¿Qué afán ocupa al ser humano que cada día
se proyecta hacia el futuro, que pocas veces se conforma con lo que tiene, que
en excesivas ocasiones se olvida de vivir el instante presente ocupado en
adelantar el porvenir? ¿Qué misterio de nuestra especie nos empuja a estar más
pendiente del mañana que del hoy, cuando es este tiempo el único real, el único
que nos pertenece?
Sucesos como los de Italia
(el atentado a ese Instituto —tan salvaje, tan sinsentido—, o el terremoto de la
madrugada del sábado al domingo) se me presentan con esa nitidez negra del
abismo. Y sin necesidad de acontecimientos tan terribles e indeseados, muchas
veces uno se percata de ese inútil modo de actuar, ese anhelo casi irracional
que deriva hacia un futuro probable, sí, pero nunca completamente asegurado.
No hablo de grandes
proyectos, que podría. Ni siquiera hablo de planes previstos con mucha
antelación, que también podría. Me refiero simplemente a lo más inmediato, a lo
más sencillo, a lo más cotidiano. No son necesarios ejemplos, porque todos
sabemos de un accidente, un infarto, una enfermedad, un golpe de fortuna, una
sorpresa, un error…, en fin algo que trastoca todo, a veces definitivamente. Es
más, y yendo a lo cotidiano, a lo largo de una jornada anodina y destinada al olvido, los
cambios de planes son continuos, porque en cualquier minuto puede saltar la
llamada de teléfono o el encuentro o la propia idea que altere el rumbo
previsto instantes antes.
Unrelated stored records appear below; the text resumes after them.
use crate::auth::PasswordPolicy;
use crate::error::ConfigError;

const MIN_SECRET_LENGTH: usize = 32;

#[derive(serde::Deserialize, Clone, Debug)]
pub struct Settings {
    pub database: DatabaseSettings,
    pub application: ApplicationSettings,
    pub jwt: JwtSettings,
    #[serde(default)]
    pub password: PasswordPolicy,
}

#[derive(serde::Deserialize, Clone, Debug)]
pub struct ApplicationSettings {
    pub host: String,
    pub port: u16,
}

#[derive(serde::Deserialize, Clone, Debug)]
pub struct DatabaseSettings {
    pub username: String,
    pub password: String,
    pub port: u16,
    pub host: String,
    pub database_name: String,
}

impl DatabaseSettings {
    pub fn connection_string(&self) -> String {
        format!(
            "postgres://{}:{}@{}:{}/{}",
            self.username, self.password, self.host, self.port, self.database_name
        )
    }

    pub fn connection_string_without_db(&self) -> String {
        format!(
            "postgres://{}:{}@{}:{}",
            self.username, self.password, self.host, self.port
        )
    }
}

/// Token issuing settings, passed explicitly to the issuer and validator
#[derive(serde::Deserialize, Clone, Debug)]
pub struct JwtSettings {
    /// HMAC-SHA256 signing key
    pub secret: String,
    pub issuer: String,
    pub access_token_lifetime_minutes: i64,
    /// Length of the random part of a refresh token; a UUID suffix is appended
    pub refresh_token_length: usize,
    pub refresh_token_lifetime_days: i64,
}

impl JwtSettings {
    pub fn validate(&self) -> Result<(), ConfigError> {
        if self.secret.is_empty() {
            return Err(ConfigError::MissingRequired("jwt.secret".to_string()));
        }
        if self.secret.len() < MIN_SECRET_LENGTH {
            return Err(ConfigError::InvalidValue(format!(
                "jwt.secret must be at least {} bytes",
                MIN_SECRET_LENGTH
            )));
        }
        if self.refresh_token_length == 0 {
            return Err(ConfigError::InvalidValue(
                "jwt.refresh_token_length must be positive".to_string(),
            ));
        }
        if self.access_token_lifetime_minutes <= 0 || self.refresh_token_lifetime_days <= 0 {
            return Err(ConfigError::InvalidValue(
                "token lifetimes must be positive".to_string(),
            ));
        }
        Ok(())
    }

    /// Access-token lifetime in seconds, as reported to clients
    pub fn access_token_lifetime_secs(&self) -> i64 {
        self.access_token_lifetime_minutes * 60
    }
}

/// Reads `configuration.yaml` (optional) and `APP__`-prefixed environment
/// variables, e.g. `APP__JWT__SECRET`.
pub fn get_configuration() -> Result<Settings, config::ConfigError> {
    let settings = config::Config::builder()
        .add_source(config::File::with_name("configuration").required(false))
        .add_source(
            config::Environment::with_prefix("APP")
                .prefix_separator("__")
                .separator("__"),
        )
        .build()?;
    settings.try_deserialize::<Settings>()
}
A veces tengo la impresión de que caminamos por la
vida con una idea de horizonte al que nos dirigimos, pero a cada fracción de
tiempo topamos con encrucijadas que nos obligan a tomar decisiones con la misma
constancia necesaria con la que respiramos.
Y sin embargo, a pesar de
lo dicho, tengo la intuición de que, si somos humanos, y no homínidos sin más, es porque en algún momento de nuestra evolución el cerebro de esta especie fue
capaz de abstraer el concepto tiempo y, en consecuencia, fue capaz de actuar
previendo el futuro, anticiparse de algún modo a lo que el porvenir le depararía
y evitar que lo que probablemente sucedería no le dañara o, al menos, no le
destruyera. Esa capacidad que nos hace humanos y probablemente nos ha permitido
llegar hasta donde hoy estamos, esa facultad de observar, analizar y extraer
una lógica consecuencia —lo que se ha dado en llamar método científico—, no
obstante, en demasiadas ocasiones no va acompañada de una dosis suficiente de
humildad o de simple realismo, como si se hubiera desarrollado tanto que
hubiera atrofiado otras cuestiones. Me refiero a que por momentos tengo la
impresión de que hemos llegado al tremendo error de creer que el control
exhaustivo sobre el porvenir, la anticipación a cualquier contingente que pueda
caernos encima, nos ha hecho creer que somos indestructibles y, por tanto, interminables.
Probablemente vivir el
presente sin hacerlo como eslabón de cadena, es decir, asumiendo que venimos de
ayer y a mañana vamos, nos torne criaturas débiles y vulnerables; pero vivir el
presente como una especie de mal menor que nos dirige hacia el futuro donde
siempre nos estamos proyectando, nos torna sujetos igual de débiles y
vulnerables, aunque sea por otras razones.
Algunas veces la vida me
trae aldabonazos tremendos (como los de Italia —un atentado, un terremoto—
repito), y gracias a ellos me doy cuenta de que es necesario que abrace con más
determinación la jornada de hoy, aunque continúe preparando la de mañana.